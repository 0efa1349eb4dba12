//! Archive writer
//!
//! Serializes a walked tree into the layout described in
//! [`format`](crate::format). Every header record needs its file's final
//! offset into the content section, so writing happens in two passes:
//!
//! 1. **Content**: visit files in pre-order, stream each one into an
//!    anonymous temporary file and record `offset`/`size` on its node.
//! 2. **Header**: visit the annotated tree in pre-order and encode each
//!    record into memory.
//!
//! The archive is then assembled in a temporary file next to the destination
//! (signature, header, content) and renamed over it. Nothing at the
//! destination changes unless every step succeeded.
//!
//! A file that cannot be opened is stored with size zero and a warning; a
//! read error part-way through keeps the bytes copied so far.

use crate::error::{DctxError, Result};
use crate::format::{put_u16, put_u32, put_u64, KIND_DIRECTORY, KIND_FILE, MAX_PATH_LEN, SIGNATURE};
use crate::tree::{NodeKind, TreeNode};
use crate::types::WriteStats;
use crate::utils::CHUNK_SIZE;
use std::fs::File;
use std::io::{self, BufWriter, Read, Seek, SeekFrom, Write};
use std::path::Path;
use tempfile::NamedTempFile;
use tracing::{debug, instrument, warn};

/// Write `root` as an archive at `dest`.
///
/// On success every file node in `root` carries its final content offset and
/// the number of bytes actually stored.
///
/// # Errors
///
/// - [`DctxError::RootNotDirectory`] if `root` is not the root directory
/// - [`DctxError::PathTooLong`] if a path cannot be encoded
/// - [`DctxError::Io`] / [`DctxError::Persist`] if the work areas or the
///   destination cannot be written
#[instrument(skip(root), fields(dest = %dest.display()))]
pub fn write_archive(dest: &Path, root: &mut TreeNode) -> Result<WriteStats> {
    if !root.is_dir() || !root.relative_path.is_empty() {
        return Err(DctxError::RootNotDirectory);
    }

    let mut stats = WriteStats::default();

    // Pass 1
    let mut content = BufWriter::new(tempfile::tempfile()?);
    let mut offset = 0u64;
    collect_content(root, &mut content, &mut offset, &mut stats)?;
    let mut content = content.into_inner().map_err(|e| e.into_error())?;
    content.seek(SeekFrom::Start(0))?;
    stats.content_bytes = offset;

    // Pass 2
    let mut header = Vec::new();
    encode_node(root, &mut header, &mut stats)?;
    stats.header_bytes = header.len() as u64;

    // Assembly
    let dir = match dest.parent() {
        Some(parent) if !parent.as_os_str().is_empty() => parent,
        _ => Path::new("."),
    };
    let mut staged = NamedTempFile::new_in(dir)?;
    {
        let mut out = BufWriter::new(staged.as_file_mut());
        out.write_all(SIGNATURE)?;
        out.write_all(&header)?;
        let copied = io::copy(&mut content, &mut out)?;
        if copied != stats.content_bytes {
            return Err(DctxError::internal(format!(
                "content work area holds {} bytes, expected {}",
                copied, stats.content_bytes
            )));
        }
        out.flush()?;
    }
    staged.as_file().sync_all()?;
    staged.persist(dest)?;

    debug!(
        "Wrote archive {}: {} files, {} dirs, header {} bytes, content {} bytes",
        dest.display(),
        stats.files,
        stats.directories,
        stats.header_bytes,
        stats.content_bytes
    );
    Ok(stats)
}

/// Pass 1: stream file bytes into `sink` and annotate offsets
fn collect_content<W: Write>(
    node: &mut TreeNode,
    sink: &mut W,
    offset: &mut u64,
    stats: &mut WriteStats,
) -> Result<()> {
    let disk_path = node.disk_path.clone();
    match &mut node.kind {
        NodeKind::Directory { children } => {
            for child in children.iter_mut() {
                collect_content(child, sink, offset, stats)?;
            }
        }
        NodeKind::File {
            offset: file_offset,
            size,
        } => {
            *file_offset = *offset;
            *size = match disk_path {
                Some(path) => match File::open(&path) {
                    Ok(source) => copy_counted(source, sink, &node.relative_path)?,
                    Err(e) => {
                        warn!("Cannot open {}, storing it empty: {}", path.display(), e);
                        stats.unreadable_files += 1;
                        0
                    }
                },
                None => {
                    warn!("{} has no source on disk, storing it empty", node.relative_path);
                    stats.unreadable_files += 1;
                    0
                }
            };
            *offset += *size;
        }
    }
    Ok(())
}

/// Copy `source` into `sink`, returning the number of bytes copied.
///
/// Read failures end the copy early and keep what was copied; write failures
/// are fatal.
fn copy_counted<R: Read, W: Write>(mut source: R, sink: &mut W, label: &str) -> Result<u64> {
    let mut buf = vec![0u8; CHUNK_SIZE];
    let mut copied = 0u64;
    loop {
        let n = match source.read(&mut buf) {
            Ok(0) => break,
            Ok(n) => n,
            Err(e) if e.kind() == io::ErrorKind::Interrupted => continue,
            Err(e) => {
                warn!("Read error in {} after {} bytes, keeping partial content: {}", label, copied, e);
                break;
            }
        };
        sink.write_all(&buf[..n])?;
        copied += n as u64;
    }
    Ok(copied)
}

/// Pass 2: append one record and, for directories, all descendants
fn encode_node(node: &TreeNode, buf: &mut Vec<u8>, stats: &mut WriteStats) -> Result<()> {
    let path = node.relative_path.as_bytes();
    if path.len() > MAX_PATH_LEN {
        return Err(DctxError::PathTooLong {
            len: path.len(),
            limit: MAX_PATH_LEN,
        });
    }

    match &node.kind {
        NodeKind::File { offset, size } => {
            buf.push(KIND_FILE);
            put_u16(buf, path.len() as u16);
            buf.extend_from_slice(path);
            put_u64(buf, node.modified);
            put_u64(buf, *offset);
            put_u64(buf, *size);
            stats.files += 1;
        }
        NodeKind::Directory { children } => {
            let count = u32::try_from(children.len()).map_err(|_| {
                DctxError::corrupt(format!("{} has too many children", node.relative_path))
            })?;
            buf.push(KIND_DIRECTORY);
            put_u16(buf, path.len() as u16);
            buf.extend_from_slice(path);
            put_u64(buf, node.modified);
            put_u32(buf, count);
            stats.directories += 1;
            for child in children {
                encode_node(child, buf, stats)?;
            }
        }
    }
    Ok(())
}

### [ACTION ITEM]
Could you set down, exactly as written, the lines above between the one holding "copied, stats.content_bytes" and the one holding "match &mut node.kind", inclusive, and nothing more?

### [ANSWER FOR THE TASK]
                copied, stats.content_bytes
            )));
        }
        out.flush()?;
    }
    staged.as_file().sync_all()?;
    staged.persist(dest)?;

    debug!(
        "Wrote archive {}: {} files, {} dirs, header {} bytes, content {} bytes",
        dest.display(),
        stats.files,
        stats.directories,
        stats.header_bytes,
        stats.content_bytes
    );
    Ok(stats)
}

/// Pass 1: stream file bytes into `sink` and annotate offsets
fn collect_content<W: Write>(
    node: &mut TreeNode,
    sink: &mut W,
    offset: &mut u64,
    stats: &mut WriteStats,
) -> Result<()> {
    let disk_path = node.disk_path.clone();
    match &mut node.kind {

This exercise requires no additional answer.